Lift out each line of the data that holds "items".

(DATA SUPPLIED)
────────────────────────────────────────
//! Pipeline configuration.
//!
//! # Example
//!
//! ```
//! use interpose_runtime::config::{PipelineConfig, UnhandledRequestStrategy};
//!
//! let config = PipelineConfig::default()
//!     .with_on_unhandled_request(UnhandledRequestStrategy::Error)
//!     .with_warn_on_empty_resolution(false);
//!
//! assert_eq!(config.on_unhandled_request, UnhandledRequestStrategy::Error);
//! ```

use serde::{Deserialize, Serialize};
use std::fmt;
use std::str::FromStr;
use thiserror::Error;

/// Environment variable selecting [`UnhandledRequestStrategy`].
pub const ENV_ON_UNHANDLED_REQUEST: &str = "INTERPOSE_ON_UNHANDLED_REQUEST";
/// Environment variable selecting [`ResolverErrorStrategy`].
pub const ENV_ON_RESOLVER_ERROR: &str = "INTERPOSE_ON_RESOLVER_ERROR";
/// Environment variable toggling the empty-resolution warning.
pub const ENV_WARN_ON_EMPTY_RESOLUTION: &str = "INTERPOSE_WARN_ON_EMPTY_RESOLUTION";

/// Errors from loading configuration.
#[derive(Error, Debug, Clone, PartialEq, Eq)]
pub enum ConfigError {
    /// A variable holds a value outside its accepted set.
    #[error("Invalid value '{value}' for {key}: expected one of {expected}")]
    InvalidValue {
        /// Variable name
        key: String,
        /// Value found
        value: String,
        /// Accepted values
        expected: &'static str,
    },
}

/// What to do with a request no handler matched.
#[derive(Debug, Clone, Copy, Default, PartialEq, Eq, Serialize, Deserialize)]
#[serde(rename_all = "lowercase")]
pub enum UnhandledRequestStrategy {
    /// Forward to the real network silently.
    #[default]
    Bypass,
    /// Log a warning, then forward to the real network.
    Warn,
    /// Log an error and fail the request without touching the network.
    Error,
}

impl UnhandledRequestStrategy {
    const EXPECTED: &'static str = "bypass, warn, error";

    /// Lowercase name.
    #[must_use]
    pub const fn as_str(self) -> &'static str {
        match self {
            Self::Bypass => "bypass",
            Self::Warn => "warn",
            Self::Error => "error",
        }
    }
}

impl FromStr for UnhandledRequestStrategy {
    type Err = ConfigError;

    fn from_str(s: &str) -> Result<Self, Self::Err> {
        match s.trim().to_ascii_lowercase().as_str() {
            "bypass" => Ok(Self::Bypass),
            "warn" => Ok(Self::Warn),
            "error" => Ok(Self::Error),
            _ => Err(invalid(ENV_ON_UNHANDLED_REQUEST, s, Self::EXPECTED)),
        }
    }
}

impl fmt::Display for UnhandledRequestStrategy {
    fn fmt(&self, f: &mut fmt::Formatter<'_>) -> fmt::Result {
        f.write_str(self.as_str())
    }
}

/// What to do after a resolver failed.
#[derive(Debug, Clone, Copy, Default, PartialEq, Eq, Serialize, Deserialize)]
#[serde(rename_all = "lowercase")]
pub enum ResolverErrorStrategy {
    /// Report `unhandledException`, then use the real network.
    #[default]
    Bypass,
    /// Report `unhandledException`, then fail the request.
    Reject,
}

impl ResolverErrorStrategy {
    const EXPECTED: &'static str = "bypass, reject";

    /// Lowercase name.
    #[must_use]
    pub const fn as_str(self) -> &'static str {
        match self {
            Self::Bypass => "bypass",
            Self::Reject => "reject",
        }
    }
}

impl FromStr for ResolverErrorStrategy {
    type Err = ConfigError;

    fn from_str(s: &str) -> Result<Self, Self::Err> {
        match s.trim().to_ascii_lowercase().as_str() {
            "bypass" => Ok(Self::Bypass),
            "reject" => Ok(Self::Reject),
            _ => Err(invalid(ENV_ON_RESOLVER_ERROR, s, Self::EXPECTED)),
        }
    }
}

impl fmt::Display for ResolverErrorStrategy {
    fn fmt(&self, f: &mut fmt::Formatter<'_>) -> fmt::Result {
        f.write_str(self.as_str())
    }
}

/// Configuration for a [`MockServer`](crate::server::MockServer).
#[derive(Debug, Clone, Copy, PartialEq, Eq, Serialize, Deserialize)]
#[serde(default)]
pub struct PipelineConfig {
    /// Policy for requests no handler matched
    pub on_unhandled_request: UnhandledRequestStrategy,
    /// Policy after a resolver error
    pub on_resolver_error: ResolverErrorStrategy,
    /// Log a warning when a matched resolver returns no response
    pub warn_on_empty_resolution: bool,
}

impl PipelineConfig {
    /// Create a configuration with explicit values.
    #[must_use]
    pub const fn new(
        on_unhandled_request: UnhandledRequestStrategy,
        on_resolver_error: ResolverErrorStrategy,
        warn_on_empty_resolution: bool,
    ) -> Self {
        Self {
            on_unhandled_request,
            on_resolver_error,
            warn_on_empty_resolution,
        }
    }

    /// Set the unhandled request policy
    #[must_use]
    pub const fn with_on_unhandled_request(mut self, strategy: UnhandledRequestStrategy) -> Self {
        self.on_unhandled_request = strategy;
        self
    }

    /// Set the resolver error policy
    #[must_use]
    pub const fn with_on_resolver_error(mut self, strategy: ResolverErrorStrategy) -> Self {
        self.on_resolver_error = strategy;
        self
    }

    /// Enable or disable the empty-resolution warning
    #[must_use]
    pub const fn with_warn_on_empty_resolution(mut self, warn: bool) -> Self {
        self.warn_on_empty_resolution = warn;
        self
    }

    /// Load from `INTERPOSE_*` environment variables.
    ///
    /// Unset variables keep their default.
    ///
    /// # Errors
    ///
    /// Returns [`ConfigError::InvalidValue`] if a variable is set to an
    /// unrecognized value.
    pub fn from_env() -> Result<Self, ConfigError> {
        Self::from_lookup(|key| std::env::var(key).ok())
    }

    /// Load from an arbitrary key/value source.
    ///
    /// # Errors
    ///
    /// Returns [`ConfigError::InvalidValue`] if a key holds an unrecognized
    /// value.
    pub fn from_lookup(lookup: impl Fn(&str) -> Option<String>) -> Result<Self, ConfigError> {
        let mut config = Self::default();

        if let Some(value) = lookup(ENV_ON_UNHANDLED_REQUEST) {
            config.on_unhandled_request = value.parse()?;
        }
        if let Some(value) = lookup(ENV_ON_RESOLVER_ERROR) {
            config.on_resolver_error = value.parse()?;
        }
        if let Some(value) = lookup(ENV_WARN_ON_EMPTY_RESOLUTION) {
            config.warn_on_empty_resolution = parse_bool(ENV_WARN_ON_EMPTY_RESOLUTION, &value)?;
        }

        Ok(config)
    }
}

impl Default for PipelineConfig {
    fn default() -> Self {
        Self {
            on_unhandled_request: UnhandledRequestStrategy::Bypass,
            on_resolver_error: ResolverErrorStrategy::Bypass,
            warn_on_empty_resolution: true,
        }
    }
}

fn parse_bool(key: &str, value: &str) -> Result<bool, ConfigError> {
    match value.trim().to_ascii_lowercase().as_str() {
        "1" | "true" | "yes" | "on" => Ok(true),
        "0" | "false" | "no" | "off" => Ok(false),
        _ => Err(invalid(key, value, "true, false, 1, 0, yes, no, on, off")),
    }
}

fn invalid(key: &str, value: &str, expected: &'static str) -> ConfigError {
    ConfigError::InvalidValue {
        key: key.to_string(),
        value: value.to_string(),
        expected,
    }
}

#[cfg(test)]
#[allow(clippy::unwrap_used)]
mod tests {
    use super::*;
    use std::collections::HashMap;

    fn lookup(pairs: &[(&str, &str)]) -> impl Fn(&str) -> Option<String> {
        let map: HashMap<String, String> = pairs
            .iter()
            .map(|(k, v)| ((*k).to_string(), (*v).to_string()))
            .collect();
        move |key| map.get(key).cloned()
    }

    #[test]
    fn defaults() {
        let config = PipelineConfig::default();
        assert_eq!(config.on_unhandled_request, UnhandledRequestStrategy::Bypass);
        assert_eq!(config.on_resolver_error, ResolverErrorStrategy::Bypass);
        assert!(config.warn_on_empty_resolution);
    }

    #[test]
    fn builder_setters() {
        let config = PipelineConfig::default()
            .with_on_unhandled_request(UnhandledRequestStrategy::Warn)
            .with_on_resolver_error(ResolverErrorStrategy::Reject)
            .with_warn_on_empty_resolution(false);

        assert_eq!(
            config,
            PipelineConfig::new(
                UnhandledRequestStrategy::Warn,
                ResolverErrorStrategy::Reject,
                false
            )
        );
    }

    #[test]
    fn empty_lookup_yields_defaults() {
        assert_eq!(
            PipelineConfig::from_lookup(|_| None).unwrap(),
            PipelineConfig::default()
        );
    }

    #[test]
    fn lookup_overrides_each_field() {
        let config = PipelineConfig::from_lookup(lookup(&[
            (ENV_ON_UNHANDLED_REQUEST, "ERROR"),
            (ENV_ON_RESOLVER_ERROR, " reject "),
            (ENV_WARN_ON_EMPTY_RESOLUTION, "off"),
        ]))
        .unwrap();

        assert_eq!(config.on_unhandled_request, UnhandledRequestStrategy::Error);
        assert_eq!(config.on_resolver_error, ResolverErrorStrategy::Reject);
        assert!(!config.warn_on_empty_resolution);
    }

    #[test]
    fn unknown_values_are_rejected() {
        let err = PipelineConfig::from_lookup(lookup(&[(ENV_ON_RESOLVER_ERROR, "retry")])).unwrap_err();
        assert_eq!(
            err.to_string(),
            "Invalid value 'retry' for INTERPOSE_ON_RESOLVER_ERROR: expected one of bypass, reject"
        );

        assert!(PipelineConfig::from_lookup(lookup(&[(ENV_WARN_ON_EMPTY_RESOLUTION, "maybe")])).is_err());
    }

    #[test]
    fn serde_uses_lowercase_names() {
        let json = serde_json::to_value(
            PipelineConfig::default().with_on_unhandled_request(UnhandledRequestStrategy::Warn),
        )
        .unwrap();
        assert_eq!(json["on_unhandled_request"], "warn");
        assert_eq!(json["on_resolver_error"], "bypass");

        let parsed: PipelineConfig = serde_json::from_str(r#"{"on_resolver_error":"reject"}"#).unwrap();
        assert_eq!(parsed.on_resolver_error, ResolverErrorStrategy::Reject);
        assert!(parsed.warn_on_empty_resolution);
    }
}
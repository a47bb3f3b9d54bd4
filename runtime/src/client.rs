//! Capture layer for [`reqwest`].
//!
//! [`InterceptedClient`] wraps a `reqwest::Client`. Every request executed
//! through it is captured and run through a [`MockServer`]; the real
//! `reqwest` exchange is only performed when the pipeline bypasses the
//! request.
//!
//! ```no_run
//! use interpose_core::{Handler, Response, StatusCode};
//! use interpose_runtime::{InterceptedClient, MockServer};
//!
//! # async fn example() -> Result<(), Box<dyn std::error::Error>> {
//! let server = MockServer::new([Handler::get("https://api.test/user", |_| async {
//!     Ok(Some(Response::text(StatusCode::OK, "octocat")))
//! })?]);
//! server.listen();
//!
//! let client = InterceptedClient::new(reqwest::Client::new(), server);
//! let request = client.get("https://api.test/user").build()?;
//! let response = client.execute(request).await?;
//! assert_eq!(response.text().await?, "octocat");
//! # Ok(())
//! # }
//! ```

use crate::error::PipelineError;
use crate::server::MockServer;
use bytes::Bytes;
use interpose_core::{CapturedRequest, NetworkError, Proceed, RequestError, Response};
use thiserror::Error;

/// Errors from [`InterceptedClient::execute`].
#[derive(Error, Debug)]
pub enum ClientError {
    /// The outgoing request could not be captured.
    #[error("Failed to capture request: {0}")]
    Capture(#[from] RequestError),

    /// The pipeline failed the request.
    #[error(transparent)]
    Pipeline(#[from] PipelineError),

    /// The settled response could not be converted back.
    #[error("Failed to build response: {0}")]
    Http(#[from] http::Error),
}

impl ClientError {
    /// The real network error, if that is what failed.
    #[must_use]
    pub const fn network_error(&self) -> Option<&NetworkError> {
        match self {
            Self::Pipeline(PipelineError::Network(error)) => Some(error),
            _ => None,
        }
    }
}

/// A `reqwest::Client` whose requests go through a [`MockServer`].
#[derive(Debug, Clone)]
pub struct InterceptedClient {
    client: reqwest::Client,
    server: MockServer,
}

impl InterceptedClient {
    /// Wrap `client`, routing its requests through `server`.
    #[must_use]
    pub const fn new(client: reqwest::Client, server: MockServer) -> Self {
        Self { client, server }
    }

    /// The wrapped client.
    #[must_use]
    pub const fn inner(&self) -> &reqwest::Client {
        &self.client
    }

    /// The server requests are routed through.
    #[must_use]
    pub const fn server(&self) -> &MockServer {
        &self.server
    }

    /// Start a request with the wrapped client.
    ///
    /// Build it, then pass it to [`execute`](Self::execute).
    pub fn request<U: reqwest::IntoUrl>(&self, method: reqwest::Method, url: U) -> reqwest::RequestBuilder {
        self.client.request(method, url)
    }

    /// Start a `GET` request.
    pub fn get<U: reqwest::IntoUrl>(&self, url: U) -> reqwest::RequestBuilder {
        self.client.get(url)
    }

    /// Start a `POST` request.
    pub fn post<U: reqwest::IntoUrl>(&self, url: U) -> reqwest::RequestBuilder {
        self.client.post(url)
    }

    /// Capture `request` and run it through the pipeline.
    ///
    /// Streaming bodies are not captured; the snapshot then has no body.
    ///
    /// # Errors
    ///
    /// - [`ClientError::Capture`] if the request URL cannot be captured
    /// - [`ClientError::Pipeline`] if the pipeline or the real network
    ///   failed the request
    /// - [`ClientError::Http`] if the response cannot be rebuilt
    pub async fn execute(&self, request: reqwest::Request) -> Result<reqwest::Response, ClientError> {
        let captured = capture(&request)?;

        let client = self.client.clone();
        let proceed = Proceed::new(move || async move {
            let response = client.execute(request).await.map_err(network_error)?;
            buffer(response).await
        });

        let settlement = self.server.handle(captured, proceed).await?;
        Ok(into_reqwest(settlement.into_response())?)
    }
}

fn capture(request: &reqwest::Request) -> Result<CapturedRequest, RequestError> {
    let url = request
        .url()
        .as_str()
        .parse()
        .map_err(|e: http::uri::InvalidUri| RequestError::InvalidUrl {
            url: request.url().to_string(),
            reason: e.to_string(),
        })?;
    let body = request
        .body()
        .and_then(reqwest::Body::as_bytes)
        .map(Bytes::copy_from_slice);

    CapturedRequest::new(request.method().clone(), url, request.headers().clone(), body)
}

async fn buffer(response: reqwest::Response) -> Result<Response, NetworkError> {
    let status = response.status();
    let headers = response.headers().clone();
    let body = response.bytes().await.map_err(network_error)?;
    Ok(Response::from_parts(status, headers, body))
}

fn into_reqwest(response: Response) -> Result<reqwest::Response, http::Error> {
    let (status, headers, body) = response.into_parts();
    let mut builder = http::Response::builder().status(status);
    if let Some(target) = builder.headers_mut() {
        *target = headers;
    }
    Ok(reqwest::Response::from(builder.body(body)?))
}

#[allow(clippy::needless_pass_by_value)] // used as a map_err adapter
fn network_error(error: reqwest::Error) -> NetworkError {
    if error.is_timeout() {
        NetworkError::Timeout(error.to_string())
    } else if error.is_connect() {
        NetworkError::Connection(error.to_string())
    } else {
        NetworkError::Transport(error.to_string())
    }
}

#[cfg(test)]
#[allow(clippy::unwrap_used)]
mod tests {
    use super::*;
    use http::{HeaderValue, StatusCode};

    #[test]
    fn captures_method_url_headers_and_body() {
        let client = reqwest::Client::new();
        let request = client
            .post("https://api.test/items?page=2")
            .header("x-trace", "abc")
            .body("payload")
            .build()
            .unwrap();

        let captured = capture(&request).unwrap();
        assert_eq!(captured.method(), http::Method::POST);
        assert_eq!(captured.url().to_string(), "https://api.test/items?page=2");
        assert_eq!(captured.headers()["x-trace"], "abc");
        assert_eq!(captured.text(), Some("payload"));
    }

    #[tokio::test]
    async fn converts_responses_back_to_reqwest() {
        let response = Response::text(StatusCode::IM_A_TEAPOT, "short and stout")
            .with_header(http::header::ETAG, HeaderValue::from_static("\"v1\""));

        let converted = into_reqwest(response).unwrap();
        assert_eq!(converted.status(), StatusCode::IM_A_TEAPOT);
        assert_eq!(converted.headers()[http::header::ETAG], "\"v1\"");
        assert_eq!(converted.text().await.unwrap(), "short and stout");
    }
}
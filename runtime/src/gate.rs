//! Active-state gate and per-session counters.
//!
//! The gate answers one question for the pipeline: is interception on, and
//! is it still the same listening session this request started in?
//!
//! Every call to [`ActiveGate::activate`] opens a new session identified by
//! a monotonically increasing epoch. A request entering the pipeline takes a
//! [`SessionToken`] for the current session. A token only stays valid until
//! the gate is closed, even if the gate is re-opened afterwards, so requests
//! still in flight when `close()` is called cannot leak events into a later
//! session.

use serde::Serialize;
use std::sync::atomic::{AtomicBool, AtomicU64, Ordering};

/// Identifies the listening session a request belongs to.
#[derive(Debug, Clone, Copy, PartialEq, Eq, Hash)]
pub struct SessionToken(u64);

impl SessionToken {
    /// Session epoch, starting at 1 for the first `activate()`.
    #[must_use]
    pub const fn epoch(self) -> u64 {
        self.0
    }
}

/// Counters for the current listening session.
///
/// Reset every time the gate is activated.
#[derive(Debug, Clone, Copy, Default, PartialEq, Eq, Serialize)]
pub struct SessionStats {
    /// Requests that entered the pipeline while it was active
    pub requests: u64,
    /// Requests answered with a mocked response
    pub mocked: u64,
    /// Requests forwarded to the real network
    pub bypassed: u64,
    /// Requests no handler matched
    pub unhandled: u64,
    /// Resolver failures (errors and panics)
    pub exceptions: u64,
}

#[derive(Debug, Default)]
struct Counters {
    requests: AtomicU64,
    mocked: AtomicU64,
    bypassed: AtomicU64,
    unhandled: AtomicU64,
    exceptions: AtomicU64,
}

impl Counters {
    fn reset(&self) {
        for counter in [
            &self.requests,
            &self.mocked,
            &self.bypassed,
            &self.unhandled,
            &self.exceptions,
        ] {
            counter.store(0, Ordering::Relaxed);
        }
    }

    fn snapshot(&self) -> SessionStats {
        SessionStats {
            requests: self.requests.load(Ordering::Relaxed),
            mocked: self.mocked.load(Ordering::Relaxed),
            bypassed: self.bypassed.load(Ordering::Relaxed),
            unhandled: self.unhandled.load(Ordering::Relaxed),
            exceptions: self.exceptions.load(Ordering::Relaxed),
        }
    }
}

/// Kind of occurrence counted in [`SessionStats`].
#[derive(Debug, Clone, Copy, PartialEq, Eq)]
pub enum Tally {
    /// A request entered the pipeline
    Request,
    /// A mocked response was returned
    Mocked,
    /// The real network was used
    Bypassed,
    /// No handler matched
    Unhandled,
    /// A resolver failed
    Exception,
}

/// Shared on/off switch of the pipeline.
#[derive(Debug, Default)]
pub struct ActiveGate {
    active: AtomicBool,
    epoch: AtomicU64,
    counters: Counters,
}

impl ActiveGate {
    /// Create a closed gate.
    #[must_use]
    pub fn new() -> Self {
        Self::default()
    }

    /// Open a new session and reset the session counters.
    ///
    /// Calling this while already active starts a fresh session; requests
    /// holding the previous token are abandoned.
    pub fn activate(&self) -> SessionToken {
        let epoch = self.epoch.fetch_add(1, Ordering::SeqCst) + 1;
        self.counters.reset();
        self.active.store(true, Ordering::SeqCst);
        SessionToken(epoch)
    }

    /// Close the gate. Returns `true` if it was open.
    pub fn deactivate(&self) -> bool {
        self.active.swap(false, Ordering::SeqCst)
    }

    /// Whether interception is on.
    #[must_use]
    pub fn is_active(&self) -> bool {
        self.active.load(Ordering::SeqCst)
    }

    /// Token for the current session, or `None` when closed.
    #[must_use]
    pub fn session(&self) -> Option<SessionToken> {
        self.is_active()
            .then(|| SessionToken(self.epoch.load(Ordering::SeqCst)))
    }

    /// Whether `token` still belongs to the open session.
    #[must_use]
    pub fn is_current(&self, token: SessionToken) -> bool {
        self.is_active() && self.epoch.load(Ordering::SeqCst) == token.0
    }

    /// Count one occurrence in the session counters.
    pub fn record(&self, tally: Tally) {
        let counter = match tally {
            Tally::Request => &self.counters.requests,
            Tally::Mocked => &self.counters.mocked,
            Tally::Bypassed => &self.counters.bypassed,
            Tally::Unhandled => &self.counters.unhandled,
            Tally::Exception => &self.counters.exceptions,
        };
        counter.fetch_add(1, Ordering::Relaxed);
    }

    /// Counters of the current (or last) session.
    #[must_use]
    pub fn stats(&self) -> SessionStats {
        self.counters.snapshot()
    }
}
────────────────────────────────────────
(PROBLEM SOLUTION)
            .post("https://api.test/items?page=2")
        assert_eq!(captured.url().to_string(), "https://api.test/items?page=2");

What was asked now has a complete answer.